Monday, June 20, 2011

The Thing Week: A Brief Look Back

Well folks, it’s that time of the year again… a time for summer fun, barbequing and alien invasions. Indeed, it was this week starting today, almost 30 years ago, that John Carpenter’s The Thing was released to the public and was given poor reviews by the critics that the general audience. It seems that people were not ready for a film this cold and bitter but as time went on it was considered to be one of the greatest films in both the horror and sci-fi genre. To further prove that its relevance is still under discussion, the magazine Sci-Fi Now published a list of “25 Films that Changed Science Fiction” in their 48th issue. Though none of the films were assigned numbers, The Thing made an appearance and I think some people forget (I’m one of them) that The Thing is in fact a sci-fi flick as well. It’s a film that’s literally half horror and half sci-fi. Anyway, here is what Sci-Fi Now has to say about John Carpenter’s The Thing:

As with many films now considered to be seminal in science fiction, The Thing was a major commercial flop on released, coming out two weeks after Spielberg’s blockbuster ET. The failure of the film had a largely negative effect on John Carpenter’s career, beginning a downward box office spiral that would culminate with Big Trouble In Little China and Escape from LA. These days, of course, it’s considered to be one of the finest sci-fi/horror films ever made, and certainly one of the greatest remakes.

In terms of influence, however, Rob Bottin’s name crops up in conversation again and again. His work on the effects – which involved him working seven days a week for over a year, and landed him in a hospital – are legendary, from the infamous ‘spider head’ to the dog transformations, and the chest-jaws. In terms of screenwriting it’s an excellent example of establishing characters swiftly and early on – men already losing discipline and ready to jump at each other with the drop of a hat. The score was exceptional, and the final scene proved that nihilistic ending can be done well.

But Sci-Fi Now doesn’t stop there. They feel that it was necessary to briefly expand on the entire Thing franchise. It was here that I was introduced to the comic book and the novelization of the Carpenter film. Sci-Fi Now explains The Thing franchise:

Who Goes There?

The original 1938 short story from John W. Campbell kick-started the whole franchise. First published in Astounding Stories, August 1938, Who Goes There? has since been voted one of the best stories of all time by the Science Fiction Writers of America.
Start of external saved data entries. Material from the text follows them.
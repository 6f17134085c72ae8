//! Shared protocol logic for the framed transport and path confinement
//!
//! Frame I/O is generic over any `AsyncRead`/`AsyncWrite` so the same code
//! serves both the TLS server and the client.

use anyhow::{bail, Result};
use std::path::{Component, Path, PathBuf};
use tokio::io::{AsyncRead, AsyncReadExt, AsyncWrite, AsyncWriteExt};
use tokio::time::{timeout, Duration};

use crate::protocol::{HEADER_LEN, MAGIC, MAX_FRAME_SIZE, VERSION};

/// Reduce `p` to a relative path made only of normal components.
///
/// Rejects:
/// 1. NUL bytes
/// 2. Parent (`..`), root, and prefix components
/// 3. Empty results (the path named nothing below the base)
/// 4. On Windows, ':' in components (ADS defense)
pub fn safe_relative(p: &Path) -> Result<PathBuf> {
    use Component::{CurDir, Normal, ParentDir, Prefix, RootDir};

    if p.to_string_lossy().contains('\0') {
        bail!("path contains NUL byte");
    }

    let mut safe = PathBuf::new();
    for component in p.components() {
        match component {
            CurDir => {}
            Normal(s) => {
                #[cfg(windows)]
                if s.to_string_lossy().contains(':') {
                    bail!("path component contains colon (potential ADS attack)");
                }
                safe.push(s);
            }
            ParentDir | RootDir | Prefix(_) => {
                bail!("path contains disallowed component: {:?}", component);
            }
        }
    }
    if safe.as_os_str().is_empty() {
        bail!("path {:?} does not name anything below the base", p);
    }
    Ok(safe)
}

/// Join a safe relative path under `root` and verify the result is a strict
/// descendant of `root`, resolving symlinks on whatever prefix already
/// exists. `root` must already be canonical.
pub fn normalize_under_root(root: &Path, p: &Path) -> Result<PathBuf> {
    let safe = safe_relative(p)?;
    let joined = root.join(&safe);

    // Canonicalize the longest existing ancestor, then re-append the rest
    let mut existing = joined.as_path();
    let mut tail = Vec::new();
    while !existing.exists() {
        match (existing.parent(), existing.file_name()) {
            (Some(parent), Some(name)) => {
                tail.push(name.to_os_string());
                existing = parent;
            }
            _ => break,
        }
    }
    let mut resolved = existing
        .canonicalize()
        .map_err(|e| anyhow::anyhow!("failed to canonicalize {:?}: {}", existing, e))?;
    for name in tail.into_iter().rev() {
        resolved.push(name);
    }

    if !is_strict_descendant(root, &resolved) {
        bail!("path {:?} escapes root {:?}", p, root);
    }
    Ok(resolved)
}

/// `child` is below `root` and not equal to it.
pub fn is_strict_descendant(root: &Path, child: &Path) -> bool {
    child != root && child.starts_with(root)
}

/// Validate frame payload size against MAX_FRAME_SIZE
pub fn validate_frame_size(size: usize) -> Result<()> {
    if size > MAX_FRAME_SIZE {
        bail!("frame payload too large: {} bytes (max: {})", size, MAX_FRAME_SIZE);
    }
    Ok(())
}

/// Build frame header (11 bytes)
/// Format: MAGIC (4) | VERSION (2) | TYPE (1) | LENGTH (4)
pub fn build_frame_header(frame_type: u8, payload_len: u32) -> [u8; HEADER_LEN] {
    let mut header = [0u8; HEADER_LEN];
    header[0..4].copy_from_slice(MAGIC);
    header[4..6].copy_from_slice(&VERSION.to_le_bytes());
    header[6] = frame_type;
    header[7..11].copy_from_slice(&payload_len.to_le_bytes());
    header
}

/// Parse frame header
/// Returns: (frame_type, payload_length)
pub fn parse_frame_header(header: &[u8; HEADER_LEN]) -> Result<(u8, u32)> {
    if &header[0..4] != MAGIC {
        bail!("invalid magic in frame header");
    }
    let version = u16::from_le_bytes([header[4], header[5]]);
    if version != VERSION {
        bail!("protocol version mismatch: got {}, expected {}", version, VERSION);
    }
    let frame_type = header[6];
    let payload_len = u32::from_le_bytes([header[7], header[8], header[9], header[10]]);
    Ok((frame_type, payload_len))
}

pub async fn read_frame<S>(stream: &mut S) -> Result<(u8, Vec<u8>)>
where
    S: AsyncRead + Unpin,
{
    let mut hdr = [0u8; HEADER_LEN];
    stream.read_exact(&mut hdr).await?;
    let (typ, len) = parse_frame_header(&hdr)?;
    let len = len as usize;
    validate_frame_size(len)?;
    let mut payload = vec![0u8; len];
    if len > 0 {
        stream.read_exact(&mut payload).await?;
    }
    Ok((typ, payload))
}

pub async fn read_frame_timed<S>(stream: &mut S, ms: u64) -> Result<(u8, Vec<u8>)>
where
    S: AsyncRead + Unpin,
{
    match timeout(Duration::from_millis(ms), read_frame(stream)).await {
        Ok(res) => res,
        Err(_) => bail!("frame read timeout ({} ms)", ms),
    }
}

pub async fn write_frame<S>(stream: &mut S, t: u8, payload: &[u8]) -> Result<()>
where
    S: AsyncWrite + Unpin,
{
    validate_frame_size(payload.len())?;
    let ms = crate::protocol::timeouts::write_deadline_ms(payload.len());
    let write = async {
        let hdr = build_frame_header(t, payload.len() as u32);
        stream.write_all(&hdr).await?;
        if !payload.is_empty() {
            stream.write_all(payload).await?;
        }
        stream.flush().await?;
        Ok::<(), std::io::Error>(())
    };
    match timeout(Duration::from_millis(ms), write).await {
        Ok(result) => Ok(result?),
        Err(_) => bail!("frame write timeout ({} ms)", ms),
    }
}

#[cfg(test)]
mod tests {
    use super::*;
    use std::fs;
    use tempfile::TempDir;

    #[test]
    fn test_safe_relative_strips_cur_dir() {
        let p = safe_relative(Path::new("./hosts/./dobby")).unwrap();
        assert_eq!(p, PathBuf::from("hosts/dobby"));
    }

    #[test]
    fn test_safe_relative_rejects_escapes() {
        assert!(safe_relative(Path::new("../etc/passwd")).is_err());
        assert!(safe_relative(Path::new("hosts/../../etc")).is_err());
        assert!(safe_relative(Path::new("/etc/passwd")).is_err());
        assert!(safe_relative(Path::new("file\0.txt")).is_err());
        assert!(safe_relative(Path::new(".")).is_err());
        assert!(safe_relative(Path::new("")).is_err());
    }

    #[test]
    fn test_normalize_under_root_new_path() {
        let temp_dir = TempDir::new().unwrap();
        let root = temp_dir.path().canonicalize().unwrap();

        let result = normalize_under_root(&root, Path::new("hosts/dobby")).unwrap();
        assert_eq!(result, root.join("hosts/dobby"));
    }

    #[test]
    fn test_normalize_under_root_rejects_root_itself() {
        let temp_dir = TempDir::new().unwrap();
        let root = temp_dir.path().canonicalize().unwrap();
        assert!(normalize_under_root(&root, Path::new("./")).is_err());
    }

    #[cfg(unix)]
    #[test]
    fn test_normalize_under_root_symlink_escape() {
        let temp_dir = TempDir::new().unwrap();
        let outside = TempDir::new().unwrap();
        let root = temp_dir.path().canonicalize().unwrap();

        std::os::unix::fs::symlink(outside.path(), root.join("hosts")).unwrap();
        assert!(normalize_under_root(&root, Path::new("hosts/dobby")).is_err());
    }

    #[test]
    fn test_normalize_existing_is_canonical() {
        let temp_dir = TempDir::new().unwrap();
        let root = temp_dir.path().canonicalize().unwrap();
        fs::create_dir_all(root.join("hosts/dobby")).unwrap();

        let result = normalize_under_root(&root, Path::new("hosts//dobby")).unwrap();
        assert_eq!(result, root.join("hosts/dobby").canonicalize().unwrap());
    }

    #[test]
    fn test_strict_descendant() {
        let root = Path::new("/opt/archive");
        assert!(is_strict_descendant(root, Path::new("/opt/archive/hosts")));
        assert!(!is_strict_descendant(root, Path::new("/opt/archive")));
        assert!(!is_strict_descendant(root, Path::new("/opt")));
        assert!(!is_strict_descendant(root, Path::new("/opt/archive2")));
    }

    #[test]
    fn test_parse_frame_header_invalid_magic() {
        let mut header = [0u8; HEADER_LEN];
        header[0..4].copy_from_slice(b"WRNG");
        header[4..6].copy_from_slice(&VERSION.to_le_bytes());
        assert!(parse_frame_header(&header).is_err());
    }

    #[test]
    fn test_parse_frame_header_wrong_version() {
        let mut header = build_frame_header(1, 100);
        header[4..6].copy_from_slice(&999u16.to_le_bytes());
        assert!(parse_frame_header(&header).is_err());
    }

    #[test]
    fn test_validate_frame_size_edge_cases() {
        assert!(validate_frame_size(0).is_ok());
        assert!(validate_frame_size(MAX_FRAME_SIZE).is_ok());
        assert!(validate_frame_size(MAX_FRAME_SIZE + 1).is_err());
    }

    #[tokio::test]
    async fn test_frame_over_duplex() {
        let (mut a, mut b) = tokio::io::duplex(64 * 1024);
        write_frame(&mut a, crate::protocol::frame::PUSH_REQ, b"push-archive")
            .await
            .unwrap();
        let (t, pl) = read_frame(&mut b).await.unwrap();
        assert_eq!(t, crate::protocol::frame::PUSH_REQ);
        assert_eq!(pl, b"push-archive");
    }

    #[tokio::test]
    async fn test_oversized_frame_rejected_on_read() {
        use tokio::io::AsyncWriteExt;
        let (mut a, mut b) = tokio::io::duplex(64);
        let hdr = build_frame_header(crate::protocol::frame::TAR_DATA, (MAX_FRAME_SIZE + 1) as u32);
        a.write_all(&hdr).await.unwrap();
        assert!(read_frame(&mut b).await.is_err());
    }
}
The Thing From Another World

This 1951 adaptation was very loose in its fidelity to the original story from Campbell. Still, it is considered to be one of the best science fiction films of the Fifties, and has been selected for preservation by the US Library of Congress.

The Thing: A Novel

Written by Alan Dean Foster based on the 1982 film’s screenplay, several extra scenes are included, and some alterations made with character names. The novelization itself now seems to be out of print, however.

The thing From Another World

In 1991 a four-issue continuation of the film was released by Dark horse comics named The Thing From Another World, in which MacReady is the lone survivor, Childs having been infected. It was written by Chuck Pfarrer with arty by John Higgins.

The Thing (Videogame)

Framed as the sequel to the events of the 1982 film, The Thing saw the player as a member of a team assigned to investigate what happened at Outpost 31. It received decent reviews from critics for its gameplay and graphics.

So there you have it. A crash course in both the film and the entire franchise that it created and to think that it all started off with a novella in 1938. I think this was a great introductory post to really get Thing Week started. I only wish that I were able to get my hands on the comic books or the video game so that I can do reviews of them. Either way, I hope you found this read to be as interesting as I did.